> Task
Locate the line that contains "Self::merged_with_builtin(file)" in the entries below, then repeat it and every following line through the line that contains "fn merged_with_builtin(file: LocaleFile)", exactly, and no others.

= = = = = = =

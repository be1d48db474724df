//! Locale scoping for numeric parsing and formatting.
//!
//! Numeric field types read the active [`NumericLocale`] from a thread-local
//! stack. [`locale_scope`] pushes a locale and returns a [`LocaleGuard`] that
//! pops back to the immediately prior state when dropped, so nested scopes
//! compose and the prior state is restored on early return, `?` propagation,
//! and unwinding alike. Outside of any scope numbers are handled locale-naively.
//!
//! Separator characters are explicit policy: the built-in table mirrors common
//! platform locale data, and further locales can be registered or loaded from
//! YAML through [`LocaleRegistry`].

use std::{
    cell::RefCell,
    collections::BTreeMap,
    fs::File,
    io::BufReader,
    marker::PhantomData,
    path::Path,
    sync::LazyLock,
};

use anyhow::{Context, Result as AnyResult, ensure};
use log::debug;
use serde::{Deserialize, Serialize};

use crate::error::{Error, Result};

const DEFAULT_GROUP_SIZE: usize = 3;

#[derive(Debug, Clone, PartialEq, Eq, Serialize, Deserialize)]
pub struct NumericLocale {
    pub name: String,
    pub decimal_point: char,
    #[serde(default, skip_serializing_if = "Option::is_none")]
    pub thousands_sep: Option<char>,
    #[serde(default = "NumericLocale::default_group_size")]
    pub grouping: usize,
}

impl NumericLocale {
    pub fn new(name: impl Into<String>, decimal_point: char, thousands_sep: Option<char>) -> Self {
        Self {
            name: name.into(),
            decimal_point,
            thousands_sep,
            grouping: DEFAULT_GROUP_SIZE,
        }
    }

    pub const fn default_group_size() -> usize {
        DEFAULT_GROUP_SIZE
    }

    pub fn with_grouping(mut self, grouping: usize) -> Self {
        self.grouping = grouping;
        self
    }
}

/// Normalizes `pt_BR.UTF-8`, `pt-br` and `pt_BR@euro` to the same lookup key.
fn locale_key(name: &str) -> String {
    let base = name
        .trim()
        .split(['.', '@'])
        .next()
        .unwrap_or_default();
    base.replace('-', "_").to_ascii_lowercase()
}

#[derive(Debug, Clone, Default, Serialize, Deserialize)]
struct LocaleFile {
    #[serde(default)]
    locales: Vec<NumericLocale>,
}

#[derive(Debug, Clone, Default)]
pub struct LocaleRegistry {
    locales: BTreeMap<String, NumericLocale>,
}

static BUILTIN_LOCALES: LazyLock<LocaleRegistry> = LazyLock::new(LocaleRegistry::builtin);

impl LocaleRegistry {
    pub fn empty() -> Self {
        Self::default()
    }

    pub fn builtin() -> Self {
        let mut registry = Self::empty();
        for locale in [
            NumericLocale::new("C", '.', None),
            NumericLocale::new("POSIX", '.', None),
            NumericLocale::new("en_US", '.', Some(',')),
            NumericLocale::new("en_GB", '.', Some(',')),
            NumericLocale::new("pt_BR", ',', Some('.')),
            NumericLocale::new("pt_PT", ',', Some('\u{a0}')),
            NumericLocale::new("de_DE", ',', Some('.')),
            NumericLocale::new("es_ES", ',', Some('.')),
            NumericLocale::new("it_IT", ',', Some('.')),
            NumericLocale::new("nl_NL", ',', Some('.')),
            NumericLocale::new("fr_FR", ',', Some('\u{202f}')),
        ] {
            registry.register(locale);
        }
        registry
    }

    /// Adds or replaces a locale under its normalized name.
    pub fn register(&mut self, locale: NumericLocale) {
        self.locales.insert(locale_key(&locale.name), locale);
    }

    pub fn get(&self, name: &str) -> Result<&NumericLocale> {
        self.locales
            .get(&locale_key(name))
            .ok_or_else(|| Error::UnknownLocale(name.to_string()))
    }

    pub fn names(&self) -> Vec<&str> {
        self.locales.values().map(|locale| locale.name.as_str()).collect()
    }

    pub fn scope(&self, name: &str) -> Result<LocaleGuard> {
        let locale = self.get(name)?.clone();
        Ok(LocaleGuard::enter(locale))
    }

    /// Parses a YAML document of the form `locales: [{name, decimal_point, thousands_sep}]`
    /// and merges it over the built-in table.
    pub fn from_yaml_str(source: &str) -> AnyResult<Self> {
        let file: LocaleFile = serde_yaml::from_str(source).context("Parsing locale YAML")?;
        Self::merged_with_builtin(file)
    }

    pub fn load(path: &Path) -> AnyResult<Self> {
        let file = File::open(path).with_context(|| format!("Opening locale file {path:?}"))?;
        let reader = BufReader::new(file);
        let parsed: LocaleFile = serde_yaml::from_reader(reader).context("Parsing locale YAML")?;
        Self::merged_with_builtin(parsed).with_context(|| format!("Loading locales from {path:?}"))
    }

    fn merged_with_builtin(file: LocaleFile) -> AnyResult<Self> {
        let mut registry = Self::builtin();
        for locale in file.locales {
            ensure!(
                Some(locale.decimal_point) != locale.thousands_sep,
                "Locale '{}' uses '{}' as both decimal point and thousands separator",
                locale.name,
                locale.decimal_point
            );
            ensure!(
                locale.grouping > 0,
                "Locale '{}' must use a positive group size",
                locale.name
            );
            registry.register(locale);
        }
        Ok(registry)
    }
}

thread_local! {
    static LOCALE_STACK: RefCell<Vec<NumericLocale>> = const { RefCell::new(Vec::new()) };
}

/// Keeps a locale active until dropped. Not `Send`: the scope belongs to the
/// thread that opened it. Guards must be dropped in reverse order of
/// creation; dropping an outer guard also ends every scope opened after it.
#[must_use = "the locale is only active while the guard is alive"]
#[derive(Debug)]
pub struct LocaleGuard {
    depth: usize,
    _not_send: PhantomData<*const ()>,
}

impl LocaleGuard {
    pub fn enter(locale: NumericLocale) -> Self {
        debug!("Entering numeric locale '{}'", locale.name);
        let depth = LOCALE_STACK.with(|stack| {
            let mut stack = stack.borrow_mut();
            let depth = stack.len();
            stack.push(locale);
            depth
        });
        Self {
            depth,
            _not_send: PhantomData,
        }
    }
}

impl Drop for LocaleGuard {
    fn drop(&mut self) {
        let live = LOCALE_STACK.with(|stack| {
            let mut stack = stack.borrow_mut();
            let live = stack.len();
            stack.truncate(self.depth);
            live
        });
        if !std::thread::panicking() {
            debug_assert_eq!(
                live,
                self.depth + 1,
                "locale guard dropped while an inner scope is still open"
            );
        }
    }
}

/// Activates the built-in locale `name` (e.g. `"pt_BR.UTF-8"`) for the
/// lifetime of the returned guard.
pub fn locale_scope(name: &str) -> Result<LocaleGuard> {
    BUILTIN_LOCALES.scope(name)
}

/// Runs `body` with the built-in locale `name` active.
pub fn with_locale<R>(name: &str, body: impl FnOnce() -> R) -> Result<R> {
    let _guard = locale_scope(name)?;
    Ok(body())
}

pub fn should_use_native_locale() -> bool {
    LOCALE_STACK.with(|stack| !stack.borrow().is_empty())
}

pub fn current_locale() -> Option<NumericLocale> {
    with_current_locale(|locale| locale.cloned())
}

pub fn with_current_locale<R>(body: impl FnOnce(Option<&NumericLocale>) -> R) -> R {
    LOCALE_STACK.with(|stack| body(stack.borrow().last()))
}

pub fn builtin_locale(name: &str) -> Result<NumericLocale> {
    BUILTIN_LOCALES.get(name).cloned()
}

#[cfg(test)]
mod tests {
    use super::*;

    #[test]
    fn locale_key_strips_encoding_and_modifier() {
        assert_eq!(locale_key("pt_BR.UTF-8"), "pt_br");
        assert_eq!(locale_key("de-DE@euro"), "de_de");
        assert_eq!(locale_key(" C "), "c");
    }

    #[test]
    fn nested_scopes_restore_prior_locale() {
        assert!(!should_use_native_locale());
        let outer = locale_scope("pt_BR.UTF-8").unwrap();
        {
            let _inner = locale_scope("en_US").unwrap();
            assert_eq!(current_locale().unwrap().name, "en_US");
        }
        assert_eq!(current_locale().unwrap().name, "pt_BR");
        drop(outer);
        assert!(!should_use_native_locale());
    }

    #[test]
    #[cfg(debug_assertions)]
    #[should_panic(expected = "inner scope is still open")]
    fn dropping_outer_guard_first_is_caught() {
        let outer = locale_scope("pt_BR").unwrap();
        let _inner = locale_scope("en_US").unwrap();
        drop(outer);
    }

    #[test]
    fn unknown_locale_is_rejected() {
        let err = locale_scope("xx_XX").unwrap_err();
        assert!(matches!(err, Error::UnknownLocale(name) if name == "xx_XX"));
        assert!(!should_use_native_locale());
    }

    #[test]
    fn yaml_registry_merges_over_builtins() {
        let registry = LocaleRegistry::from_yaml_str(
            "locales:\n  - name: de_CH\n    decimal_point: '.'\n    thousands_sep: \"'\"\n",
        )
        .unwrap();
        let swiss = registry.get("de_CH.UTF-8").unwrap();
        assert_eq!(swiss.thousands_sep, Some('\''));
        assert_eq!(swiss.grouping, 3);
        assert!(registry.get("pt_BR").is_ok());
    }

    #[test]
    fn yaml_registry_rejects_ambiguous_separators() {
        let err = LocaleRegistry::from_yaml_str(
            "locales:\n  - name: bad\n    decimal_point: ','\n    thousands_sep: ','\n",
        )
        .unwrap_err();
        assert!(err.to_string().contains("both decimal point"));
    }
}
use criterion::{BatchSize, Criterion, criterion_group, criterion_main};
use rowkit::{DetectionConfig, TableOptions, Value, create_table, detect_types};

fn generate_orders(rows: usize) -> Vec<Vec<String>> {
    let mut data = Vec::with_capacity(rows + 1);
    data.push(
        ["Order Id", "Ordered At", "Amount", "Discount", "Status", "Shipped"]
            .iter()
            .map(|name| name.to_string())
            .collect(),
    );
    for i in 0..rows {
        let status = match i % 3 {
            0 => "shipped",
            1 => "pending",
            _ => "processing",
        };
        let day = (i % 28) + 1;
        let hour = i % 24;
        data.push(vec![
            (i + 1).to_string(),
            format!("2024-01-{day:02} {hour:02}:00:00"),
            format!("{}.{:02}", i * 7 % 1000, i % 100),
            format!("{}%", i % 50),
            status.to_string(),
            if i % 2 == 0 { "yes" } else { "no" }.to_string(),
        ]);
    }
    data
}

fn bench_detection(c: &mut Criterion) {
    let data = generate_orders(5_000);
    let names: Vec<String> = data[0].clone();
    let sample: Vec<Vec<Option<Value>>> = data[1..]
        .iter()
        .map(|row| row.iter().map(|cell| Some(Value::from(cell))).collect())
        .collect();
    let config = DetectionConfig::default();

    c.bench_function("detect_types_5k", |b| {
        b.iter(|| detect_types(&names, &sample, &config).expect("detect"))
    });
}

fn bench_create_table(c: &mut Criterion) {
    let data = generate_orders(5_000);
    let mut group = c.benchmark_group("create_table");
    group.bench_function("full_sample", |b| {
        b.iter_batched(
            || data.clone(),
            |rows| create_table(rows, &TableOptions::new()).expect("create table"),
            BatchSize::LargeInput,
        )
    });
    group.bench_function("sample_100", |b| {
        b.iter_batched(
            || data.clone(),
            |rows| create_table(rows, &TableOptions::new().samples(100)).expect("create table"),
            BatchSize::LargeInput,
        )
    });
    group.finish();
}

criterion_group!(benches, bench_detection, bench_create_table);
criterion_main!(benches);
impl<'de> Deserialize<'de> for FieldType {
    fn deserialize<D>(deserializer: D) -> Result<Self, D::Error>
    where
        D: Deserializer<'de>,
    {
        let token = String::deserialize(deserializer)?;
        FieldType::from_str(&token).map_err(de::Error::custom)
    }
}
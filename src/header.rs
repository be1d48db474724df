//! Field-name normalization.
//!
//! External headers are folded to lowercase ASCII identifiers with words
//! joined by `_`, then made unique by suffixing `_2`, `_3`, … to repeats.

use std::collections::{HashMap, HashSet};

use unicode_normalization::UnicodeNormalization;

pub const DEFAULT_UNIQUE_FORMAT: &str = "{name}_{index}";
const SEPARATOR: char = '_';

/// `"Query Occurrence( % )"` becomes `"query_occurrence"`; accents are
/// folded (`"Município"` → `"municipio"`) and other symbols dropped.
pub fn slug(text: &str) -> String {
    let mut slugged = String::with_capacity(text.len());
    let mut pending_separator = false;
    for ch in text.nfkd().filter(char::is_ascii) {
        if ch.is_ascii_whitespace() || ch == SEPARATOR || ch == '-' {
            pending_separator = true;
            continue;
        }
        if !ch.is_ascii_alphanumeric() {
            continue;
        }
        if pending_separator && !slugged.is_empty() {
            slugged.push(SEPARATOR);
        }
        pending_separator = false;
        slugged.push(ch.to_ascii_lowercase());
    }
    slugged
}

/// Renders `format` with `{name}` and `{index}` substituted.
fn render_unique_format(format: &str, name: &str, index: usize) -> String {
    format
        .replace("{name}", name)
        .replace("{index}", &index.to_string())
}

/// Returns `name` if it is free, otherwise the first `format` rendering
/// (index 2, 3, …) that is not in `existing_names`.
pub fn make_unique_name<S: AsRef<str>>(name: &str, existing_names: &[S], format: &str) -> String {
    let taken: HashSet<&str> = existing_names.iter().map(AsRef::as_ref).collect();
    let mut candidate = name.to_string();
    let mut index = 2usize;
    while taken.contains(candidate.as_str()) {
        candidate = render_unique_format(format, name, index);
        index += 1;
    }
    candidate
}

/// Makes every name unique, keeping first occurrences untouched:
/// `["first", "first", "first"]` → `["first", "first_2", "first_3"]`.
pub fn uniquify<I, S>(names: I) -> Vec<String>
where
    I: IntoIterator<Item = S>,
    S: Into<String>,
{
    let names: Vec<String> = names.into_iter().map(Into::into).collect();
    let mut used: HashSet<String> = HashSet::with_capacity(names.len());
    let mut next_index: HashMap<String, usize> = HashMap::new();
    let mut result = Vec::with_capacity(names.len());
    for name in names {
        let unique = if used.contains(&name) {
            let index = next_index.entry(name.clone()).or_insert(2);
            loop {
                let candidate = render_unique_format(DEFAULT_UNIQUE_FORMAT, &name, *index);
                *index += 1;
                if !used.contains(&candidate) {
                    break candidate;
                }
            }
        } else {
            name
        };
        used.insert(unique.clone());
        result.push(unique);
    }
    result
}

/// Normalizes a raw header row into unique identifiers. Empty names become
/// `field_<position>`; names starting with a digit get a `field_` prefix.
pub fn make_header<I, S>(names: I) -> Vec<String>
where
    I: IntoIterator<Item = S>,
    S: AsRef<str>,
{
    let normalized = names
        .into_iter()
        .enumerate()
        .map(|(index, name)| normalize_name(name.as_ref(), index));
    uniquify(normalized)
}

/// Normalizes a single name the way [`make_header`] does at `index`,
/// without uniquing.
pub fn normalize_name(name: &str, index: usize) -> String {
    let slugged = slug(name);
    if slugged.is_empty() {
        format!("field_{index}")
    } else if slugged.starts_with(|c: char| c.is_ascii_digit()) {
        format!("field_{slugged}")
    } else {
        slugged
    }
}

= = = = = = =

> Task result
        Self::merged_with_builtin(file)
    }

    pub fn load(path: &Path) -> AnyResult<Self> {
        let file = File::open(path).with_context(|| format!("Opening locale file {path:?}"))?;
        let reader = BufReader::new(file);
        let parsed: LocaleFile = serde_yaml::from_reader(reader).context("Parsing locale YAML")?;
        Self::merged_with_builtin(parsed).with_context(|| format!("Loading locales from {path:?}"))
    }

    fn merged_with_builtin(file: LocaleFile) -> AnyResult<Self> {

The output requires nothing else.